Apa-apaan pembicaraan ini... Tolong hentikan itu, itu memalukan.
"Haa... hey Kazu, apa elo punya pemantik api? Gue ingin menyalakannya dan memasukkannya ke dalam mulut Kiri sekarang juga."
"Dan bagaimana dengan elo, Daiya? Apa elo cemburu karena gue cuma memberikan suara Moe Moe gue kepada Haru? Jangan khawatir! Jika elo berlutut dan mencium kaki gue, gue akan mengatakan «Onii-chan» untuk elo, yang mempunyai fetish adik perempuan. Oh, bukankah gue baik hati?!"
"Bagaimana kalau «Aku menyesal karena sudah dilahirkan»?"
...Tidak ada yang berubah sama sekali meskipun kelasnya berganti.
Tapi inilah yang kuinginkan.
Aku merasa agak kesepian tanpa Maria dan Mogi-san, tapi semua ini adalah alasan mengapa aku menghancurkan 'Rejecting Classroom'.
"...Kenapa elo nyengir-nyengir sendiri? Itu menjijikkan, Kazu!"
Daiya menunjuk kearahku.
"Ah, benar. Kazu-kun nyengir. Aku berani bertaruh kalau dia sedang mengimajinasikan perempuan yang duduk di sampingnya, terpeleset dengan ceroboh--"
"Aku tidak sedang berimajinasi."
Aku segera menyangkalnya, membuat Kokone mengerutkan bibirnya.
"Lagian siapa sih yang duduk di samping elo? Apa elo tahu? Apa dia gadis cantik?"
Haruaki bertanya padaku sambil duduk di kursi yang dibicarakan tanpa malu sedikit pun. Aku tahu karena aku juga memeriksa nama-nama orang yang duduk dekat denganku.

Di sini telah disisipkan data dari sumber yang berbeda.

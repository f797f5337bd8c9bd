//! Parses a single IP-XACT `busDefinition` or `abstractionDefinition` XML
//! file into the in-memory model. Namespace-agnostic: the `spirit:`/
//! `ipxact:` prefix is ignored and only the local element name is matched,
//! since a 2009 and a 2014 bus/abstraction definition carry the same
//! element names under a different namespace URI.

use roxmltree::{Document, Node};

use crate::model::bus::{Presence, Side, SideDescriptor};
use crate::model::port::{Direction, Expr};
use crate::model::{AbstractionDefinition, BusDefinition, LogicalPort, Vlnv};

#[derive(Debug)]
pub enum ParsedDefinition {
    Bus(BusDefinition),
    Abstraction(AbstractionDefinition),
    /// Recognized as IP-XACT but not one of the two kinds this crate
    /// consumes (e.g. a `component` file sitting in the library tree).
    Other,
}

pub fn parse_file(contents: &str) -> Result<ParsedDefinition, String> {
    let doc = Document::parse(contents).map_err(|e| e.to_string())?;
    let root = doc.root_element();
    match local_name(root) {
        "busDefinition" => Ok(ParsedDefinition::Bus(parse_bus_definition(root)?)),
        "abstractionDefinition" => {
            Ok(ParsedDefinition::Abstraction(parse_abstraction_definition(root)?))
        }
        _ => Ok(ParsedDefinition::Other),
    }
}

fn local_name<'a>(n: Node<'a, 'a>) -> &'a str {
    n.tag_name().name()
}

fn child_elem<'a, 'b>(n: Node<'a, 'b>, local: &str) -> Option<Node<'a, 'b>> {
    n.children().find(|c| c.is_element() && local_name(*c) == local)
}

fn child_text(n: Node, local: &str) -> Option<String> {
    child_elem(n, local).and_then(|c| c.text()).map(|s| s.trim().to_string())
}

fn parse_vlnv(n: Node) -> Result<Vlnv, String> {
    Ok(Vlnv {
        vendor: child_text(n, "vendor").ok_or("missing vendor")?,
        library: child_text(n, "library").ok_or("missing library")?,
        name: child_text(n, "name").ok_or("missing name")?,
        version: child_text(n, "version").ok_or("missing version")?,
    })
}

/// A `busType`/`abstractionType` reference is carried as attributes on its
/// own element rather than child elements.
fn parse_vlnv_attrs(n: Node) -> Option<Vlnv> {
    Some(Vlnv {
        vendor: n.attribute("vendor")?.to_string(),
        library: n.attribute("library")?.to_string(),
        name: n.attribute("name")?.to_string(),
        version: n.attribute("version")?.to_string(),
    })
}

fn parse_bool(s: Option<String>) -> bool {
    matches!(s.as_deref(), Some("true") | Some("1"))
}

fn parse_bus_definition(root: Node) -> Result<BusDefinition, String> {
    let vlnv = parse_vlnv(root)?;
    let direct_connection = parse_bool(child_text(root, "directConnection"));
    let is_addressable = parse_bool(child_text(root, "isAddressable"));
    let declared_parameters = child_elem(root, "parameters")
        .map(|params| {
            params
                .children()
                .filter(|c| c.is_element() && local_name(*c) == "parameter")
                .filter_map(|p| child_text(p, "name"))
                .collect()
        })
        .unwrap_or_default();

    Ok(BusDefinition {
        vlnv,
        is_addressable,
        direct_connection,
        declared_parameters,
    })
}

fn parse_direction(s: Option<String>) -> Option<Direction> {
    match s.as_deref() {
        Some("in") => Some(Direction::In),
        Some("out") => Some(Direction::Out),
        Some("inout") => Some(Direction::InOut),
        _ => None,
    }
}

fn parse_presence(s: Option<String>) -> Presence {
    match s.as_deref() {
        Some("required") => Presence::Required,
        Some("illegal") => Presence::Illegal,
        _ => Presence::Optional,
    }
}

fn parse_side_descriptor(n: Node) -> SideDescriptor {
    SideDescriptor {
        presence: parse_presence(child_text(n, "presence")),
        direction: parse_direction(child_text(n, "direction")).unwrap_or(Direction::InOut),
        width: child_text(n, "width").map(Expr::new),
        default: child_text(n, "defaultValue").map(Expr::new),
    }
}

fn parse_abstraction_definition(root: Node) -> Result<AbstractionDefinition, String> {
    let vlnv = parse_vlnv(root)?;
    let bus_type = child_elem(root, "busType")
        .and_then(parse_vlnv_attrs)
        .ok_or("missing busType reference")?;

    let mut logical_ports = Vec::new();
    if let Some(ports_elem) = child_elem(root, "ports") {
        for port in ports_elem
            .children()
            .filter(|c| c.is_element() && local_name(*c) == "port")
        {
            let name = match child_text(port, "logicalName") {
                Some(n) => n,
                None => continue,
            };
            let wire = match child_elem(port, "wire") {
                Some(w) => w,
                // transactional-only ports carry no wire-level signal info
                // this crate can score against; skip them.
                None => continue,
            };
            let master = child_elem(wire, "onMaster").map(parse_side_descriptor);
            let slave = child_elem(wire, "onSlave").map(parse_side_descriptor);
            let mut logical_port = LogicalPort { name, master, slave };
            logical_port.apply_mirror_inference();
            logical_ports.push(logical_port);
        }
    }

    Ok(AbstractionDefinition {
        vlnv,
        bus_type,
        logical_ports,
    })
}

#[cfg(test)]
mod tests {
    use super::*;

    #[test]
    fn parses_a_bus_definition_with_declared_parameters() {
        let xml = r#"<busDefinition>
            <vendor>amba.com</vendor><library>AMBA4</library><name>AXI4</name><version>r0p0_0</version>
            <directConnection>true</directConnection>
            <isAddressable>true</isAddressable>
            <parameters>
                <parameter><name>DATA_WIDTH</name></parameter>
                <parameter><name>ADDR_WIDTH</name></parameter>
            </parameters>
        </busDefinition>"#;
        let def = match parse_file(xml).unwrap() {
            ParsedDefinition::Bus(b) => b,
            other => panic!("expected a bus definition, got {:?}", other),
        };
        assert_eq!(def.vlnv.name, "AXI4");
        assert!(def.is_addressable);
        assert!(def.direct_connection);
        assert_eq!(def.declared_parameters, vec!["DATA_WIDTH", "ADDR_WIDTH"]);
    }

    #[test]
    fn abstraction_definition_without_an_onslave_block_leaves_mirror_inference_to_the_caller_site() {
        let xml = r#"<abstractionDefinition>
            <vendor>amba.com</vendor><library>AMBA4</library><name>AXI4_rtl</name><version>r0p0_0</version>
            <busType vendor="amba.com" library="AMBA4" name="AXI4" version="r0p0_0"/>
            <ports>
                <port>
                    <logicalName>AWVALID</logicalName>
                    <wire><onMaster><presence>required</presence><direction>out</direction></onMaster></wire>
                </port>
                <port>
                    <logicalName>ACLK</logicalName>
                    <wire></wire>
                </port>
            </ports>
        </abstractionDefinition>"#;
        let def = match parse_file(xml).unwrap() {
            ParsedDefinition::Abstraction(a) => a,
            other => panic!("expected an abstraction definition, got {:?}", other),
        };
        assert_eq!(def.bus_type.name, "AXI4");
        // apply_mirror_inference() already ran inside parse_abstraction_definition.
        let awvalid = def.logical_ports.iter().find(|p| p.name == "AWVALID").unwrap();
        assert_eq!(awvalid.slave.as_ref().unwrap().direction, Direction::In);
        // An empty <wire> still produces a logical port, just with no sides set.
        let aclk = def.logical_ports.iter().find(|p| p.name == "ACLK").unwrap();
        assert!(aclk.master.is_none() && aclk.slave.is_none());
    }

    #[test]
    fn a_port_entry_without_a_wire_block_is_skipped_entirely() {
        let xml = r#"<abstractionDefinition>
            <vendor>v</vendor><library>l</library><name>n</name><version>1.0</version>
            <busType vendor="v" library="l" name="b" version="1.0"/>
            <ports>
                <port><logicalName>TXN_ONLY</logicalName><transactional></transactional></port>
            </ports>
        </abstractionDefinition>"#;
        let def = match parse_file(xml).unwrap() {
            ParsedDefinition::Abstraction(a) => a,
            other => panic!("expected an abstraction definition, got {:?}", other),
        };
        assert!(def.logical_ports.is_empty());
    }

    #[test]
    fn an_unrecognized_root_element_parses_as_other() {
        let xml = r#"<component><vendor>v</vendor></component>"#;
        assert!(matches!(parse_file(xml).unwrap(), ParsedDefinition::Other));
    }
}
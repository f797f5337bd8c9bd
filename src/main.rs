use std::env;
use std::process::ExitCode;

use cliproc::{Cli, FromCli};
use colored::Colorize;

use sv2ipxact::cli::{print_cli_error, Args};
use sv2ipxact::pipeline;

fn main() -> ExitCode {
    let mut cli = Cli::default().parse(env::args());

    let args = match Args::from_cli(&mut cli) {
        Ok(args) => args,
        Err(e) => {
            print_cli_error(&e);
            return ExitCode::from(3);
        }
    };
    std::mem::drop(cli);

    let verbose = args.verbose;

    match pipeline::run(args) {
        Ok(report) => {
            if verbose {
                report.print_summary();
            }
            ExitCode::SUCCESS
        }
        Err(err) => {
            eprintln!("{}: {}", "error".red().bold(), err);
            ExitCode::from(err.exit_code())
        }
    }
}
//! Output-side types: `BusInterface` and its role-specific
//! attachments (`MemoryMap`, `AddressSpace`), produced by the matcher and
//! consumed by the serializer.

use serde_derive::{Deserialize, Serialize};

use super::bus::Vlnv;
use super::port::Expr;

#[derive(Debug, Clone, Copy, PartialEq, Eq, Serialize, Deserialize)]
pub enum Role {
    Master,
    Slave,
    System,
    Monitor,
}

#[derive(Debug, Clone, Copy, PartialEq, Eq, Serialize, Deserialize)]
pub struct BitSlice {
    pub left: u32,
    pub right: u32,
}

#[derive(Debug, Clone, PartialEq, Serialize, Deserialize)]
pub struct PortMap {
    pub logical_name: String,
    pub physical_name: String,
    pub bit_slice: Option<BitSlice>,
}

#[derive(Debug, Clone, PartialEq, Serialize, Deserialize)]
pub struct MemoryMap {
    pub name: String,
    pub address_block_name: String,
    pub base_address: u64,
    pub range: u64,
    pub width: u32,
}

#[derive(Debug, Clone, PartialEq, Serialize, Deserialize)]
pub struct AddressSpace {
    pub name: String,
    pub range: u64,
    pub width: u32,
}

#[derive(Debug, Clone, PartialEq, Serialize, Deserialize)]
pub struct BusParameter {
    pub name: String,
    pub value: Expr,
}

#[derive(Debug, Clone, PartialEq, Serialize, Deserialize)]
pub struct BusInterface {
    pub name: String,
    pub bus_type: Vlnv,
    pub abstraction_type: Vlnv,
    pub role: Role,
    pub port_maps: Vec<PortMap>,
    pub memory_map: Option<MemoryMap>,
    pub address_space: Option<AddressSpace>,
    pub parameters: Vec<BusParameter>,
}
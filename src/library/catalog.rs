//! Library Index: walks a library root of IP-XACT XML files into
//! an in-memory `Catalog`, with on-disk caching validated by library-tree
//! modification time. Grounded on `orbit`'s own catalog-building pattern
//! (`core::catalog::Catalog`) and its `tempfile`-backed atomic cache writes.

use std::path::{Path, PathBuf};
use std::time::SystemTime;

use indexmap::IndexMap;
use serde_derive::{Deserialize, Serialize};
use walkdir::WalkDir;

use crate::error::Error;
use crate::model::{AbstractionDefinition, BusDefinition, Vlnv};
use crate::report::{Diagnostic, Report};

use super::xml::{self, ParsedDefinition};

#[derive(Debug, Clone, Default, Serialize, Deserialize, PartialEq)]
pub struct Catalog {
    bus_definitions: IndexMap<Vlnv, BusDefinition>,
    abstraction_definitions: IndexMap<Vlnv, AbstractionDefinition>,
}

impl Catalog {
    pub fn len(&self) -> usize {
        self.bus_definitions.len() + self.abstraction_definitions.len()
    }

    pub fn is_empty(&self) -> bool {
        self.len() == 0
    }

    pub fn bus_definitions(&self) -> impl Iterator<Item = &BusDefinition> {
        self.bus_definitions.values()
    }

    pub fn abstraction_definitions(&self) -> impl Iterator<Item = &AbstractionDefinition> {
        self.abstraction_definitions.values()
    }

    pub fn find_bus(&self, vlnv: &Vlnv) -> Option<&BusDefinition> {
        self.bus_definitions.get(vlnv)
    }

    /// Every abstraction definition together with its resolved bus
    /// definition; an abstraction whose `busType` reference dangles is
    /// skipped (the matcher can't score a bus it can't see properties of).
    pub fn abstractions_with_bus(&self) -> impl Iterator<Item = (&AbstractionDefinition, &BusDefinition)> {
        self.abstraction_definitions
            .values()
            .filter_map(move |abs| self.find_bus(&abs.bus_type).map(|bus| (abs, bus)))
    }
}

#[derive(Debug, Serialize, Deserialize)]
struct CacheBlob {
    max_mtime_secs: u64,
    catalog: Catalog,
}

/// Loads the library index: reuse the cache if
/// its recorded mtime is at least as new as the tree's current max mtime and
/// a rebuild wasn't requested; otherwise walk the tree and rebuild.
pub fn load(
    library_root: &Path,
    cache_path: &Path,
    rebuild: bool,
    report: &mut Report,
) -> Result<Catalog, Error> {
    let max_mtime = max_tree_mtime(library_root);

    if !rebuild {
        if let Some(blob) = try_read_cache(cache_path) {
            if let Some(observed) = max_mtime {
                if blob.max_mtime_secs >= observed {
                    return Ok(blob.catalog);
                }
            }
        }
    }

    if !library_root.exists() {
        report.push(Diagnostic::LibraryIoError {
            path: library_root.display().to_string(),
            reason: "library directory does not exist; matcher will return every port unmatched"
                .to_string(),
        });
        return Ok(Catalog::default());
    }

    let catalog = build_from_tree(library_root, report);

    if let Some(observed) = max_mtime {
        let blob = CacheBlob {
            max_mtime_secs: observed,
            catalog: catalog.clone(),
        };
        if let Err(e) = write_cache_atomically(cache_path, &blob) {
            report.push(Diagnostic::LibraryIoError {
                path: cache_path.display().to_string(),
                reason: format!("failed to write cache: {}", e),
            });
        }
    }

    if catalog.is_empty() {
        report.push(Diagnostic::LibraryIoError {
            path: library_root.display().to_string(),
            reason: "0 bus/abstraction definitions loaded; check --library-dir".to_string(),
        });
    }

    Ok(catalog)
}

fn build_from_tree(library_root: &Path, report: &mut Report) -> Catalog {
    let mut bus_definitions = IndexMap::new();
    let mut abstraction_definitions = IndexMap::new();

    for entry in WalkDir::new(library_root)
        .into_iter()
        .filter_map(|e| e.ok())
        .filter(|e| e.file_type().is_file())
        .filter(|e| e.path().extension().map(|x| x == "xml").unwrap_or(false))
    {
        let path = entry.path();
        let contents = match std::fs::read_to_string(path) {
            Ok(c) => c,
            Err(e) => {
                report.push(Diagnostic::LibraryParseWarning {
                    path: path.display().to_string(),
                    reason: e.to_string(),
                });
                continue;
            }
        };
        match xml::parse_file(&contents) {
            Ok(ParsedDefinition::Bus(def)) => {
                bus_definitions.insert(def.vlnv.clone(), def);
            }
            Ok(ParsedDefinition::Abstraction(def)) => {
                abstraction_definitions.insert(def.vlnv.clone(), def);
            }
            Ok(ParsedDefinition::Other) => {}
            Err(reason) => report.push(Diagnostic::LibraryParseWarning {
                path: path.display().to_string(),
                reason,
            }),
        }
    }

    bus_definitions.sort_keys();
    abstraction_definitions.sort_keys();

    Catalog {
        bus_definitions,
        abstraction_definitions,
    }
}

fn max_tree_mtime(root: &Path) -> Option<u64> {
    if !root.exists() {
        return None;
    }
    WalkDir::new(root)
        .into_iter()
        .filter_map(|e| e.ok())
        .filter(|e| e.file_type().is_file())
        .filter_map(|e| e.metadata().ok())
        .filter_map(|m| m.modified().ok())
        .filter_map(|t| t.duration_since(SystemTime::UNIX_EPOCH).ok())
        .map(|d| d.as_secs())
        .max()
}

fn try_read_cache(cache_path: &Path) -> Option<CacheBlob> {
    let bytes = std::fs::read(cache_path).ok()?;
    let (blob, _) = bincode::serde::decode_from_slice::<CacheBlob, _>(
        &bytes,
        bincode::config::standard(),
    )
    .ok()?;
    Some(blob)
}

fn write_cache_atomically(cache_path: &Path, blob: &CacheBlob) -> Result<(), std::io::Error> {
    let dir = cache_path.parent().unwrap_or_else(|| Path::new("."));
    std::fs::create_dir_all(dir)?;
    let bytes = bincode::serde::encode_to_vec(blob, bincode::config::standard())
        .map_err(|e| std::io::Error::new(std::io::ErrorKind::Other, e.to_string()))?;
    let mut tmp = tempfile::NamedTempFile::new_in(dir)?;
    use std::io::Write;
    tmp.write_all(&bytes)?;
    tmp.persist(cache_path)
        .map_err(|e| std::io::Error::new(std::io::ErrorKind::Other, e.to_string()))?;
    Ok(())
}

"Ya. Dia gadis yang cantik!"
"Sungguh?! Siapa dia?!"
Dia punya tempat duduk sendiri. Aku lega akan hal itu. Kenyataan kalau dia punya tempat duduk itu berarti kemungkinan kalau dia akan duduk di sini juga ada.
Tempat duduknya tidak akan di sampingku lagi ketika dia kembali, tapi aku tidak peduli.
Aku menyebutkan nama gadis yang duduk di sampingku sambil tersenyum pada mereka.
"Dia Mogi-san!"

Hari itu aku hampir berpikir kalau hujan akan turun selamanya.
Aku menuju ke rumah sakit segera setelah mendengar kecelakaan Mogi-san dari Daiya, Jadi aku tidak masuk sekolah. Aku menggunakan taksi karena rumah sakit tempat dia dibawa tidak berada di dalam kota. Aku sendiri tidak percaya melakukannya, mengingat kalau aku menghargai kehidupan damai lebih dari apa pun.
Tapi aku harus melakukannya. Karena aku bertarung melawan 'Rejecting Classroom', aku harus tahu hasilnya.
Aku adalah orang yang pertama datang ke rumah sakit bahkan sebelum keluarganya. Lalu aku menunggu bersama dengan mereka, meski salah disangka sebagai pacarnya, hingga operasinya selesai.
Operasinya berhasil... sepertinya. Tapi Mogi-san pada akhirnya tidak sadarkan diri di hari itu.
Aku baru bisa bertemu dengannya dua hari kemudian karena aku tidak diperbolehkan memasuki ruang ICU. Saat itu dia sudah dipindahkan ke bangsal umum.
Mogi-san yang berada di kasurnya terlihat sangat menyedihkan. Suara dari electro-cardiogram dan pernapasan buatan membuat gendang telingaku bergetar. Kedua kaki dan tangannya dibalut, wajahnya dipenuhi dengan memar dan satu tangannya tergantung ke bawah, berwarna keunguan karena infus di pembuluh venanya.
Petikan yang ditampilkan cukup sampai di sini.